*Task description*
Your task is to print each record exactly as it reads.

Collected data
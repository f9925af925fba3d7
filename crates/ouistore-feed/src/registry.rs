//! Registry-text feed parser.
//!
//! Records are blank-line-delimited groups. The first line carries a
//! hyphenated hex prefix token and the organization name; the next
//! line, when present, carries a base-16 range whose bounds determine
//! the block granularity. Any contact-detail lines that follow are
//! consumed and discarded. A one-line lookahead keeps the reader from
//! overrunning into the next group.

use std::io::{BufRead, Lines};
use std::iter::Peekable;

use ouistore_types::{Block, OuiRecord, PREFIX_LEN};

use crate::error::{FeedError, ParseError};

/// Iterator over the records of a registry-text feed.
///
/// Yields one result per group. When a group fails to parse the rest
/// of the group is still consumed, so iteration resumes cleanly at the
/// next record.
pub struct RegistryReader<R: BufRead> {
    lines: Peekable<Lines<R>>,
}

impl<R: BufRead> RegistryReader<R> {
    /// Wrap a buffered reader over registry feed text.
    pub fn new(reader: R) -> Self {
        Self {
            lines: reader.lines().peekable(),
        }
    }

    /// Peek the next line without consuming it. I/O errors are left in
    /// place for the subsequent `next_line` call to surface.
    fn peek_line(&mut self) -> Option<&str> {
        match self.lines.peek() {
            Some(Ok(line)) => Some(line.trim_end_matches('\r')),
            _ => None,
        }
    }

    fn next_line(&mut self) -> Option<Result<String, std::io::Error>> {
        self.lines
            .next()
            .map(|r| r.map(|l| l.trim_end_matches('\r').to_string()))
    }

    /// Consume lines up to (not including) the next blank line or EOF.
    fn skip_group_remainder(&mut self) {
        while let Some(line) = self.peek_line() {
            if line.trim().is_empty() {
                break;
            }
            self.lines.next();
        }
    }
}

impl<R: BufRead> Iterator for RegistryReader<R> {
    type Item = Result<OuiRecord, FeedError>;

    fn next(&mut self) -> Option<Self::Item> {
        // Skip blank lines between groups.
        let header = loop {
            match self.next_line()? {
                Ok(line) if line.trim().is_empty() => continue,
                Ok(line) => break line,
                Err(e) => return Some(Err(e.into())),
            }
        };

        let (prefix, assignee) = match parse_header(&header) {
            Ok(parts) => parts,
            Err(e) => {
                self.skip_group_remainder();
                return Some(Err(e.into()));
            }
        };

        // The range line, when present, directly follows the name line.
        // Anything that does not look like one is a contact line and
        // means the block is large by default.
        let block = match self.peek_line().and_then(range_bounds) {
            Some(bounds) => {
                let raw = self
                    .next_line()
                    .and_then(Result::ok)
                    .unwrap_or_default();
                match infer_block(&bounds, &raw) {
                    Ok(block) => block,
                    Err(e) => {
                        self.skip_group_remainder();
                        return Some(Err(e.into()));
                    }
                }
            }
            None => Block::Large,
        };

        self.skip_group_remainder();

        Some(
            OuiRecord::new(&prefix, block, &assignee, None)
                .map_err(|source| {
                    FeedError::Parse(ParseError::Record {
                        source,
                        raw: header,
                    })
                }),
        )
    }
}

/// Split a group header into its hex prefix and the organization name.
///
/// The prefix token ends at the first run of whitespace; a following
/// `(hex)` marker, when present, is dropped.
fn parse_header(line: &str) -> Result<(String, String), ParseError> {
    let trimmed = line.trim();
    let (token, rest) = trimmed
        .split_once(char::is_whitespace)
        .unwrap_or((trimmed, ""));

    let prefix: String = token.chars().filter(|c| *c != '-' && *c != ':').collect();

    let mut name = rest.trim_start();
    if let Some(stripped) = name.strip_prefix("(hex)") {
        name = stripped.trim_start();
    }
    if name.is_empty() {
        return Err(ParseError::MissingAssignee {
            raw: line.to_string(),
        });
    }

    Ok((prefix, name.trim_end().to_string()))
}

/// Extract the hex digits of a candidate range line.
///
/// Cuts off a trailing `(base 16)` annotation, strips separators and
/// whitespace, and returns the remaining digits uppercased. `None`
/// means the line is not a range line at all (a contact line).
fn range_bounds(line: &str) -> Option<String> {
    let cut = line.split("(base").next().unwrap_or(line);
    let digits: String = cut
        .chars()
        .filter(|c| !c.is_whitespace() && *c != '-' && *c != ':')
        .collect();
    if digits.is_empty() || !digits.bytes().all(|b| b.is_ascii_hexdigit()) {
        return None;
    }
    Some(digits.to_ascii_uppercase())
}

/// Infer the block granularity from a range's stripped hex digits.
///
/// Six digits are a bare prefix restatement (a large block); twelve are
/// a low-high bound pair over the lower half of the address space:
///
/// - low `0...0`, high `F...F` spans the whole prefix: large;
/// - low `X00000`, high `XFFFFF`: medium, sub-block `X`;
/// - low `XYZ000`, high `XYZFFF`: small, sub-block `XYZ`.
fn infer_block(digits: &str, raw: &str) -> Result<Block, ParseError> {
    let unknown = || ParseError::UnknownRange {
        raw: raw.to_string(),
    };

    if digits.len() == PREFIX_LEN {
        return Ok(Block::Large);
    }
    if digits.len() != 2 * PREFIX_LEN {
        return Err(unknown());
    }

    let (low, high) = digits.split_at(PREFIX_LEN);
    let zeros = |s: &str| s.bytes().all(|b| b == b'0');
    let effs = |s: &str| s.bytes().all(|b| b == b'F');

    if zeros(low) && effs(high) {
        Ok(Block::Large)
    } else if zeros(&low[1..]) && effs(&high[1..]) {
        Ok(Block::Medium {
            sub: high[..1].to_string(),
        })
    } else if zeros(&low[3..]) && effs(&high[3..]) {
        Ok(Block::Small {
            sub: high[..3].to_string(),
        })
    } else {
        Err(unknown())
    }
}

*Answer area*
repository f9925af925fba3d7
filename crates/ouistore-feed/src/registry.rs
//! Registry-text feed parser.
//!
//! Records are blank-line-delimited groups. The first line carries a
//! hyphenated hex prefix token and the organization name; the next
//! line, when present, carries a base-16 range whose bounds determine
//! the block granularity. Any contact-detail lines that follow are
//! consumed and discarded. A one-line lookahead keeps the reader from
//! overrunning into the next group.

use std::io::{BufRead, Lines};
use std::iter::Peekable;

use ouistore_types::{Block, OuiRecord, PREFIX_LEN};

use crate::error::{FeedError, ParseError};

/// Iterator over the records of a registry-text feed.
///
/// Yields one result per group. When a group fails to parse the rest
/// of the group is still consumed, so iteration resumes cleanly at the
/// next record.
pub struct RegistryReader<R: BufRead> {
    lines: Peekable<Lines<R>>,
}

impl<R: BufRead> RegistryReader<R> {
    /// Wrap a buffered reader over registry feed text.
    pub fn new(reader: R) -> Self {
        Self {
            lines: reader.lines().peekable(),
        }
    }

    /// Peek the next line without consuming it. I/O errors are left in
    /// place for the subsequent `next_line` call to surface.
    fn peek_line(&mut self) -> Option<&str> {
        match self.lines.peek() {
            Some(Ok(line)) => Some(line.trim_end_matches('\r')),
            _ => None,
        }
    }

    fn next_line(&mut self) -> Option<Result<String, std::io::Error>> {
        self.lines
            .next()
            .map(|r| r.map(|l| l.trim_end_matches('\r').to_string()))
    }

    /// Consume lines up to (not including) the next blank line or EOF.
    fn skip_group_remainder(&mut self) {
        while let Some(line) = self.peek_line() {
            if line.trim().is_empty() {
                break;
            }
            self.lines.next();
        }
    }
}

impl<R: BufRead> Iterator for RegistryReader<R> {
    type Item = Result<OuiRecord, FeedError>;

    fn next(&mut self) -> Option<Self::Item> {
        // Skip blank lines between groups.
        let header = loop {
            match self.next_line()? {
                Ok(line) if line.trim().is_empty() => continue,
                Ok(line) => break line,
                Err(e) => return Some(Err(e.into())),
            }
        };

        let (prefix, assignee) = match parse_header(&header) {
            Ok(parts) => parts,
            Err(e) => {
                self.skip_group_remainder();
                return Some(Err(e.into()));
            }
        };

        // The range line, when present, directly follows the name line.
        // Anything that does not look like one is a contact line and
        // means the block is large by default.
        let block = match self.peek_line().and_then(range_bounds) {
            Some(bounds) => {
                let raw = self
                    .next_line()
                    .and_then(Result::ok)
                    .unwrap_or_default();
                match infer_block(&bounds, &raw) {
                    Ok(block) => block,
                    Err(e) => {
                        self.skip_group_remainder();
                        return Some(Err(e.into()));
                    }
                }
            }
            None => Block::Large,
        };

        self.skip_group_remainder();

        Some(
            OuiRecord::new(&prefix, block, &assignee, None)
                .map_err(|source| {
                    FeedError::Parse(ParseError::Record {
                        source,
                        raw: header,
                    })
                }),
        )
    }
}

/// Split a group header into its hex prefix and the organization name.
///
/// The prefix token ends at the first run of whitespace; a following
/// `(hex)` marker, when present, is dropped.
fn parse_header(line: &str) -> Result<(String, String), ParseError> {
    let trimmed = line.trim();
    let (token, rest) = trimmed
        .split_once(char::is_whitespace)
        .unwrap_or((trimmed, ""));

    let prefix: String = token.chars().filter(|c| *c != '-' && *c != ':').collect();

    let mut name = rest.trim_start();
    if let Some(stripped) = name.strip_prefix("(hex)") {
        name = stripped.trim_start();
    }
    if name.is_empty() {
        return Err(ParseError::MissingAssignee {
            raw: line.to_string(),
        });
    }

    Ok((prefix, name.trim_end().to_string()))
}

/// Extract the hex digits of a candidate range line.
///
/// Cuts off a trailing `(base 16)` annotation, strips separators and
/// whitespace, and returns the remaining digits uppercased. `None`
/// means the line is not a range line at all (a contact line).
fn range_bounds(line: &str) -> Option<String> {
    let cut = line.split("(base").next().unwrap_or(line);
    let digits: String = cut
        .chars()
        .filter(|c| !c.is_whitespace() && *c != '-' && *c != ':')
        .collect();
    if digits.is_empty() || !digits.bytes().all(|b| b.is_ascii_hexdigit()) {
        return None;
    }
    Some(digits.to_ascii_uppercase())
}

/// Infer the block granularity from a range's stripped hex digits.
///
/// Six digits are a bare prefix restatement (a large block); twelve are
/// a low-high bound pair over the lower half of the address space:
///
/// - low `0...0`, high `F...F` spans the whole prefix: large;
/// - low `X00000`, high `XFFFFF`: medium, sub-block `X`;
/// - low `XYZ000`, high `XYZFFF`: small, sub-block `XYZ`.
fn infer_block(digits: &str, raw: &str) -> Result<Block, ParseError> {
    let unknown = || ParseError::UnknownRange {
        raw: raw.to_string(),
    };

    if digits.len() == PREFIX_LEN {
        return Ok(Block::Large);
    }
    if digits.len() != 2 * PREFIX_LEN {
        return Err(unknown());
    }

    let (low, high) = digits.split_at(PREFIX_LEN);
    let zeros = |s: &str| s.bytes().all(|b| b == b'0');
    let effs = |s: &str| s.bytes().all(|b| b == b'F');

    if zeros(low) && effs(high) {
        Ok(Block::Large)
    } else if zeros(&low[1..]) && effs(&high[1..]) {
        Ok(Block::Medium {
            sub: high[..1].to_string(),
        })
    } else if zeros(&low[3..]) && effs(&high[3..]) {
        Ok(Block::Small {
            sub: high[..3].to_string(),
        })
    } else {
        Err(unknown())
    }
}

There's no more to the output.